(YOUR INSTRUCTIONS) Search the entries below for the word "HashMap" and copy every line where it appears.
=== EXERCISE INPUTS ===
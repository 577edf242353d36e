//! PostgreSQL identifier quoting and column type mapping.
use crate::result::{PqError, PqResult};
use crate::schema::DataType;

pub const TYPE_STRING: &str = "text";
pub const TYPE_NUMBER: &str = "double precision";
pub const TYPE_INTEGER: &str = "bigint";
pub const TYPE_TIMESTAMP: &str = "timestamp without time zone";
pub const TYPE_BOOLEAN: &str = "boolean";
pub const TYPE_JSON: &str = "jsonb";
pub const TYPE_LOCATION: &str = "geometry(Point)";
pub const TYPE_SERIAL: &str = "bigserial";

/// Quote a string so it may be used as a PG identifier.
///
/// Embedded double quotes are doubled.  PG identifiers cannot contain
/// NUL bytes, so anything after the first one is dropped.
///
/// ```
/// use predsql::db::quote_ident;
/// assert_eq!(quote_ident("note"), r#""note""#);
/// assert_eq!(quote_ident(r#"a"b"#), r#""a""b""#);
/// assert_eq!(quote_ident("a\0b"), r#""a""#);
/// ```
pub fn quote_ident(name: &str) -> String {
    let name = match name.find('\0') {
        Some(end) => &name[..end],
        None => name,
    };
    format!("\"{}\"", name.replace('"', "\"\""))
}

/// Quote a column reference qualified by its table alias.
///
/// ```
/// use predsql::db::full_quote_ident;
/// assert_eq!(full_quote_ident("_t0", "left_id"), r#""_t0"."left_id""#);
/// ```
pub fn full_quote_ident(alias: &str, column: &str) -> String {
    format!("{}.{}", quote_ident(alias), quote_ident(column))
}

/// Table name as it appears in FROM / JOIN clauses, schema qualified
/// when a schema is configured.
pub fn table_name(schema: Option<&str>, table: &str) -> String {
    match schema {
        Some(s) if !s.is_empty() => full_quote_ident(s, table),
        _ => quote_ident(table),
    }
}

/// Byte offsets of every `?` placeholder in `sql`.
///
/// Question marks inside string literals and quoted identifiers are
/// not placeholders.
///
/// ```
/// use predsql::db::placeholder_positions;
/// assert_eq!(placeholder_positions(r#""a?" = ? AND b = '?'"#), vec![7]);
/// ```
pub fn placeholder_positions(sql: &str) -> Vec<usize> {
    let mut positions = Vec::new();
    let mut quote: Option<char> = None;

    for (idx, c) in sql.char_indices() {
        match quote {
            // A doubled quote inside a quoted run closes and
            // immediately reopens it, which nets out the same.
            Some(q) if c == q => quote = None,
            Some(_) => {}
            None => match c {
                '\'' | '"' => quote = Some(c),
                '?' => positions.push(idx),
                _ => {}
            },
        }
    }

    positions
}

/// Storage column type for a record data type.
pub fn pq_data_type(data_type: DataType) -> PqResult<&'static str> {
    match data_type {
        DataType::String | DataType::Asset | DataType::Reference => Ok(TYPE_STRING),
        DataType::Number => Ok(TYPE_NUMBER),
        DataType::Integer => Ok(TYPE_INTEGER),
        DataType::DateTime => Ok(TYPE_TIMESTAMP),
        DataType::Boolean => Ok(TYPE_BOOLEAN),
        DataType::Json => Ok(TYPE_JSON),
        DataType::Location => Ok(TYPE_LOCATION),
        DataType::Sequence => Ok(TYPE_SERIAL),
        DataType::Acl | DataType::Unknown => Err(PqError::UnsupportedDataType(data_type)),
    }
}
===
=== EXERCISE INPUTS ===
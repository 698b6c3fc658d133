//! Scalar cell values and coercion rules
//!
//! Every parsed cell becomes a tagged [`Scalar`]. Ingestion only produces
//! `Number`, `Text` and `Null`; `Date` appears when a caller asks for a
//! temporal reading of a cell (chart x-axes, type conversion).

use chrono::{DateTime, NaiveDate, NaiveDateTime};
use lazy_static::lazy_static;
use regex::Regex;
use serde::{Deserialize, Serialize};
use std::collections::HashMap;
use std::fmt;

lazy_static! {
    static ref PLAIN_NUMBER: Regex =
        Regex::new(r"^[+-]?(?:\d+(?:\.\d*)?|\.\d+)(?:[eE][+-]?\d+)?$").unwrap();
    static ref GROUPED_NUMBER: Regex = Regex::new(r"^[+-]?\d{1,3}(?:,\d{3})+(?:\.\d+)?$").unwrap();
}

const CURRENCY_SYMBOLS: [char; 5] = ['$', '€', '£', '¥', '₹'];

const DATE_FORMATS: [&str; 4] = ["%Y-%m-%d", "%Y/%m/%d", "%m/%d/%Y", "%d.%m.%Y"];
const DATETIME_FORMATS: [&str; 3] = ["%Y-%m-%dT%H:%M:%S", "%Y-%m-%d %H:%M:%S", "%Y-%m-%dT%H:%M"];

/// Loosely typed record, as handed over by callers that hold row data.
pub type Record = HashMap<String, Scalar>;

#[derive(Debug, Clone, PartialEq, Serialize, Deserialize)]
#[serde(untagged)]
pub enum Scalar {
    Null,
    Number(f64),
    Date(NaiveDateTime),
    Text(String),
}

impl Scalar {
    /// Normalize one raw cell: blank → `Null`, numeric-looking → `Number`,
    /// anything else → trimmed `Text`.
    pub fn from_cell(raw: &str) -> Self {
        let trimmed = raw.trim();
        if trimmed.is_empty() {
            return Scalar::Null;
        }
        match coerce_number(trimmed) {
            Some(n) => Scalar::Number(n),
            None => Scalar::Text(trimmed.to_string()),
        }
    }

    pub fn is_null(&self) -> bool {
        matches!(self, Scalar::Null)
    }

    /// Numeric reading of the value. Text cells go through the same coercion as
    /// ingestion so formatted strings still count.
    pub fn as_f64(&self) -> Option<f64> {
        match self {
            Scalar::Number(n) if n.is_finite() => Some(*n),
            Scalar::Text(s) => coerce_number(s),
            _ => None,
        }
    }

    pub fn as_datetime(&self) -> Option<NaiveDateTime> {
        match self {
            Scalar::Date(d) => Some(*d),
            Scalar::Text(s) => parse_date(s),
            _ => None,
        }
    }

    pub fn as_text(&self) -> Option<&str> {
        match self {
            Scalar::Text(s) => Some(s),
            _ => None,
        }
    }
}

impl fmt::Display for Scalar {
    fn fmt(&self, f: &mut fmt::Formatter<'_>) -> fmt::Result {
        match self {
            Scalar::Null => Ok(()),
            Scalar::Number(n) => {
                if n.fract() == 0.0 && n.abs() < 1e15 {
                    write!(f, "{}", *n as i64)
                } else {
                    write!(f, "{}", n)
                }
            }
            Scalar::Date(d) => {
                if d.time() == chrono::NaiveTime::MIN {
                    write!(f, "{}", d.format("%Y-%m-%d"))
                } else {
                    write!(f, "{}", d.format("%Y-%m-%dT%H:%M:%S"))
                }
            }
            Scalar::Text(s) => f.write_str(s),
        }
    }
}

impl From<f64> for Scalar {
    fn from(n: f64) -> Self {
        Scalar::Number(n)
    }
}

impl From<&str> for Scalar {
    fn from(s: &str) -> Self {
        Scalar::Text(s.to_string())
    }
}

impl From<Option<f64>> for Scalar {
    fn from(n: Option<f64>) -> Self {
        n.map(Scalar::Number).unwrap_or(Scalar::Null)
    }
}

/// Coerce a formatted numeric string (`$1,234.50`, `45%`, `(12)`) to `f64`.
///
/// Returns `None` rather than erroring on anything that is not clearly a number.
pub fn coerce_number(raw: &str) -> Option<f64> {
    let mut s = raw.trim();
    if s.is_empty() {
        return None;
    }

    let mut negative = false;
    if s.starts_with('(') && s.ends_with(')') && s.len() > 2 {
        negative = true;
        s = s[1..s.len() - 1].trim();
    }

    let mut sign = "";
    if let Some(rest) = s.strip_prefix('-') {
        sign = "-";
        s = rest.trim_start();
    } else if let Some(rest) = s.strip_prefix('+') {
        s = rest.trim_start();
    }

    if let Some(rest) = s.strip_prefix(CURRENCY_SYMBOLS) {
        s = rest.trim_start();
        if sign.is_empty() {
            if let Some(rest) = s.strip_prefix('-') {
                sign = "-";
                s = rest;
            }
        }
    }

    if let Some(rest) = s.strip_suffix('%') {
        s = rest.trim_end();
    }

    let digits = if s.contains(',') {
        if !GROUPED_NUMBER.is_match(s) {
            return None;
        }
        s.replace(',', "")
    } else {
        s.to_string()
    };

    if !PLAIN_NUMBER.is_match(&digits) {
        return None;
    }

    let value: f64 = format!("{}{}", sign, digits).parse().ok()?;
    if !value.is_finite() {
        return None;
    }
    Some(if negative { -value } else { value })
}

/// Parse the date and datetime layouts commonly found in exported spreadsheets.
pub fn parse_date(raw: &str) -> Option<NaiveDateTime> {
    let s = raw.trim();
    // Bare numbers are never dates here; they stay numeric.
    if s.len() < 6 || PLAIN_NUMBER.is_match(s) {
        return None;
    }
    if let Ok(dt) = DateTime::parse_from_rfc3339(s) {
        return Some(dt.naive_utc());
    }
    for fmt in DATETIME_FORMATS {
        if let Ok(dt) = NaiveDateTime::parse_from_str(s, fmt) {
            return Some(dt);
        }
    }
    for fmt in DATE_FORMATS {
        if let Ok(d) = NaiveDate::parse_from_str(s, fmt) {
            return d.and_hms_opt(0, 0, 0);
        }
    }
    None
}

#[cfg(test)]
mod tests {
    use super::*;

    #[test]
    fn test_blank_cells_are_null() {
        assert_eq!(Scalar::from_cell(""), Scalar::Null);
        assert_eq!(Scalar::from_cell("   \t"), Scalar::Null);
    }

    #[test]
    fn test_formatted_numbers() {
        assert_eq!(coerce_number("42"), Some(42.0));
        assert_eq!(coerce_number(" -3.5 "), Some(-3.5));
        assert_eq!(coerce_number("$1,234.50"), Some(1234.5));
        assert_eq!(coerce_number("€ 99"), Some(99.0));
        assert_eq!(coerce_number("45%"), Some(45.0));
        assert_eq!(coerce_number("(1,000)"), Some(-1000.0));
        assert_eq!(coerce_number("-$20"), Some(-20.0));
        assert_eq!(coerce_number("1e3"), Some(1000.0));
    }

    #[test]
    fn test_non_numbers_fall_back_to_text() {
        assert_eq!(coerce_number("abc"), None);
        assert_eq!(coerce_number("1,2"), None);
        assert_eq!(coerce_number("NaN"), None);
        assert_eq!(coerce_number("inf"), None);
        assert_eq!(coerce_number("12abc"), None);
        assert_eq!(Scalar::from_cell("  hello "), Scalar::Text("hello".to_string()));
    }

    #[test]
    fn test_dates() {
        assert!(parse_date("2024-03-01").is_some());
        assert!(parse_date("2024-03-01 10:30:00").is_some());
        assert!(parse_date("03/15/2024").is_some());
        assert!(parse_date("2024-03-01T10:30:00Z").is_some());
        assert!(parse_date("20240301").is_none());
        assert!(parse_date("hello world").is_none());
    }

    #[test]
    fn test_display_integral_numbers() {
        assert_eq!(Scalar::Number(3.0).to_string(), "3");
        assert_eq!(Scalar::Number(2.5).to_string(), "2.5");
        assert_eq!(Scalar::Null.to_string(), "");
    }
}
===
(OUTPUT FOR THIS EXERCISE)
use std::collections::HashMap;
pub type Record = HashMap<String, Scalar>;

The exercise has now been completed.